Collected data
// src/schema/mod.rs
//! Schema validation for oracle output.
//!
//! Pipeline for any oracle reply: lenient parse -> pick the report object ->
//! placeholder-soften field defects -> typed decode. Only when that fails does
//! the caller spend one structure-only repair call (`repair`).

pub mod lenient;
pub mod repair;

use chrono::NaiveDate;
use serde_json::{Map, Value};

use crate::dates::parse_published;
use crate::report::{SourceItem, WeeklyReport};

pub use lenient::lenient_parse;
pub use repair::{parse_or_repair, repair_report};

pub const PLACEHOLDER_COMPANY: &str = "(회사명 미상)";
pub const PLACEHOLDER_CATEGORY: &str = "(분류 미상)";
pub const PLACEHOLDER_TITLE: &str = "(제목 없음)";
pub const PLACEHOLDER_INSIGHT: &str = "(내용 없음)";
pub const PLACEHOLDER_POSITION: &str = "(직무 미상)";
pub const PLACEHOLDER_INFERENCE: &str = "(추정 근거 없음)";
pub const DEFAULT_TAG: &str = "Update";
const DEFAULT_IMPORTANCE: u64 = 3;

/// Output shape the oracle is asked for; shared by compose and repair prompts.
pub const REPORT_SCHEMA_HINT: &str = r#"{
  "report_date": "YYYY-MM-DD",
  "week_number": 1,
  "company_homepages": {"<company>": "https://..."},
  "top_highlights": [{"company": "", "category": "", "title": "", "insight": "", "importance": 1, "link": "https://..."}],
  "category_updates": {"<category>": [{"company": "", "tag": "", "title": "", "url": "https://...", "insight": ""}]},
  "overseas_updates": [{"company": "", "tag": "", "title": "", "url": "https://...", "insight": "", "category": "", "country": ""}],
  "hiring_signals": [{"company": "", "position": "", "inference": "", "url": "https://..."}],
  "action_items": [""]
}"#;

#[derive(Debug, thiserror::Error)]
pub enum SchemaError {
    #[error("no JSON value found in provider output")]
    NoJson,
    #[error("top-level JSON is not a report object")]
    NotAnObject,
    #[error("report does not match schema: {0}")]
    Invalid(String),
    #[error("schema repair call failed: {0}")]
    RepairCallFailed(String),
    #[error("schema repair output is still invalid: {0}")]
    RepairFailed(String),
}

/// Lenient parse + decode without any oracle call.
pub fn parse_report_text(text: &str) -> Result<WeeklyReport, SchemaError> {
    let value = lenient_parse(text)?;
    decode_report(value)
}

pub fn decode_report(value: Value) -> Result<WeeklyReport, SchemaError> {
    let obj = select_report_object(value)?;
    let softened = soften_report(obj);
    serde_json::from_value(Value::Object(softened)).map_err(|e| SchemaError::Invalid(e.to_string()))
}

/// Objects pass through. For arrays, prefer the first element that has both
/// `report_date` and `category_updates`, else the first object element.
pub fn select_report_object(value: Value) -> Result<Map<String, Value>, SchemaError> {
    match value {
        Value::Object(m) => Ok(m),
        Value::Array(items) => {
            let looks_like_report = |v: &Value| {
                v.get("report_date").is_some() && v.get("category_updates").is_some()
            };
            let idx = items
                .iter()
                .position(looks_like_report)
                .or_else(|| items.iter().position(Value::is_object));
            match idx.map(|i| items.into_iter().nth(i)) {
                Some(Some(Value::Object(m))) => Ok(m),
                _ => Err(SchemaError::NotAnObject),
            }
        }
        _ => Err(SchemaError::NotAnObject),
    }
}

/// Replace field-level defects with placeholders and drop malformed containers.
pub fn soften_report(mut obj: Map<String, Value>) -> Map<String, Value> {
    if !matches!(obj.get("report_date"), Some(Value::String(_))) {
        obj.remove("report_date");
    }
    match obj.get("week_number").and_then(as_u64) {
        Some(n) => {
            obj.insert("week_number".into(), Value::from(n.min(53)));
        }
        None => {
            obj.remove("week_number");
        }
    }

    match obj.remove("company_homepages") {
        Some(Value::Object(m)) => {
            let cleaned: Map<String, Value> = m
                .into_iter()
                .filter_map(|(k, v)| non_empty_str(&v).map(|s| (k, Value::String(s))))
                .collect();
            obj.insert("company_homepages".into(), Value::Object(cleaned));
        }
        Some(_) => log_dropped("company_homepages"),
        None => {}
    }

    soften_array(&mut obj, "top_highlights", soften_highlight);

    match obj.remove("category_updates") {
        Some(Value::Object(m)) => {
            let mut cleaned = Map::new();
            for (cat, items) in m {
                match items {
                    Value::Array(arr) => {
                        let arr: Vec<Value> = arr.into_iter().filter_map(soften_update).collect();
                        cleaned.insert(cat, Value::Array(arr));
                    }
                    _ => log_dropped("category_updates[*]"),
                }
            }
            obj.insert("category_updates".into(), Value::Object(cleaned));
        }
        Some(_) => log_dropped("category_updates"),
        None => {}
    }

    soften_array(&mut obj, "overseas_updates", soften_overseas);
    soften_array(&mut obj, "hiring_signals", soften_hiring);

    match obj.remove("action_items") {
        Some(Value::Array(arr)) => {
            let items: Vec<Value> = arr
                .iter()
                .filter_map(non_empty_str)
                .map(Value::String)
                .collect();
            obj.insert("action_items".into(), Value::Array(items));
        }
        Some(_) => log_dropped("action_items"),
        None => {}
    }
    obj
}

fn soften_array(obj: &mut Map<String, Value>, key: &'static str, f: fn(Value) -> Option<Value>) {
    match obj.remove(key) {
        Some(Value::Array(arr)) => {
            let items: Vec<Value> = arr.into_iter().filter_map(f).collect();
            obj.insert(key.into(), Value::Array(items));
        }
        Some(_) => log_dropped(key),
        None => {}
    }
}

fn log_dropped(field: &str) {
    tracing::warn!(target: "schema", field, "malformed container dropped");
}

fn soften_highlight(v: Value) -> Option<Value> {
    let Value::Object(mut m) = v else {
        return None;
    };
    require_str(&mut m, "company", PLACEHOLDER_COMPANY);
    require_str(&mut m, "category", PLACEHOLDER_CATEGORY);
    require_str(&mut m, "title", PLACEHOLDER_TITLE);
    require_str(&mut m, "insight", PLACEHOLDER_INSIGHT);
    let importance = m
        .get("importance")
        .and_then(as_u64)
        .unwrap_or(DEFAULT_IMPORTANCE)
        .clamp(1, 5);
    m.insert("importance".into(), Value::from(importance));
    optional_str(&mut m, "link");
    Some(Value::Object(m))
}

fn soften_update(v: Value) -> Option<Value> {
    let Value::Object(mut m) = v else {
        return None;
    };
    require_str(&mut m, "company", PLACEHOLDER_COMPANY);
    require_str(&mut m, "tag", DEFAULT_TAG);
    require_str(&mut m, "title", PLACEHOLDER_TITLE);
    optional_str(&mut m, "url");
    optional_str(&mut m, "insight");
    Some(Value::Object(m))
}

fn soften_overseas(v: Value) -> Option<Value> {
    let Value::Object(mut m) = soften_update(v)? else {
        return None;
    };
    optional_str(&mut m, "category");
    optional_str(&mut m, "country");
    Some(Value::Object(m))
}

fn soften_hiring(v: Value) -> Option<Value> {
    let Value::Object(mut m) = v else {
        return None;
    };
    require_str(&mut m, "company", PLACEHOLDER_COMPANY);
    require_str(&mut m, "position", PLACEHOLDER_POSITION);
    require_str(&mut m, "inference", PLACEHOLDER_INFERENCE);
    optional_str(&mut m, "url");
    Some(Value::Object(m))
}

fn require_str(m: &mut Map<String, Value>, key: &str, placeholder: &str) {
    let value = m
        .get(key)
        .and_then(non_empty_str)
        .unwrap_or_else(|| placeholder.to_string());
    m.insert(key.into(), Value::String(value));
}

fn optional_str(m: &mut Map<String, Value>, key: &str) {
    match m.get(key).and_then(non_empty_str) {
        Some(s) => {
            m.insert(key.into(), Value::String(s));
        }
        None => {
            m.remove(key);
        }
    }
}

/// Strings are trimmed; numbers/bools are stringified; everything else is absent.
fn non_empty_str(v: &Value) -> Option<String> {
    let s = match v {
        Value::String(s) => s.trim().to_string(),
        Value::Number(n) => n.to_string(),
        Value::Bool(b) => b.to_string(),
        _ => return None,
    };
    (!s.is_empty()).then_some(s)
}

fn as_u64(v: &Value) -> Option<u64> {
    match v {
        Value::Number(n) => n
            .as_u64()
            .or_else(|| n.as_f64().filter(|f| *f >= 0.0).map(|f| f.round() as u64)),
        Value::String(s) => s.trim().parse().ok(),
        _ => None,
    }
}

/// Evidence list from an oracle reply: `{"sources": [...]}` or a bare array.
/// Elements without company/title/url are skipped; the caller still runs
/// URL ingestion on the result.
pub fn parse_source_list(text: &str, today: NaiveDate) -> Result<Vec<SourceItem>, SchemaError> {
    let value = lenient_parse(text)?;
    let items = match value {
        Value::Array(a) => a,
        Value::Object(mut m) => match m.remove("sources").or_else(|| m.remove("items")) {
            Some(Value::Array(a)) => a,
            _ => return Err(SchemaError::Invalid("missing sources array".into())),
        },
        _ => return Err(SchemaError::NotAnObject),
    };
    Ok(items
        .into_iter()
        .filter_map(|v| source_from_value(&v, today))
        .collect())
}

fn source_from_value(v: &Value, today: NaiveDate) -> Option<SourceItem> {
    let m = v.as_object()?;
    let field = |keys: &[&str]| keys.iter().find_map(|k| m.get(*k).and_then(non_empty_str));
    Some(SourceItem {
        company: field(&["company", "company_name", "name"])?,
        category: field(&["category"]).unwrap_or_default(),
        title: field(&["title", "headline"])?,
        url: field(&["url", "link"])?,
        published_at: field(&["published_at", "date", "published"])
            .and_then(|d| parse_published(&d, today)),
        quote: field(&["quote"]),
        note: field(&["note", "summary"]),
        country: field(&["country", "hq_country"]),
    })
}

**Requirement**
Find "let obj = select_report_object(value)?;" in the entries above and copy that whole line exactly, then each line after it through the line that contains "let idx = items".

**Solution for this task**
    let obj = select_report_object(value)?;
    let softened = soften_report(obj);
    serde_json::from_value(Value::Object(softened)).map_err(|e| SchemaError::Invalid(e.to_string()))
}

/// Objects pass through. For arrays, prefer the first element that has both
/// `report_date` and `category_updates`, else the first object element.
pub fn select_report_object(value: Value) -> Result<Map<String, Value>, SchemaError> {
    match value {
        Value::Object(m) => Ok(m),
        Value::Array(items) => {
            let looks_like_report = |v: &Value| {
                v.get("report_date").is_some() && v.get("category_updates").is_some()
            };
            let idx = items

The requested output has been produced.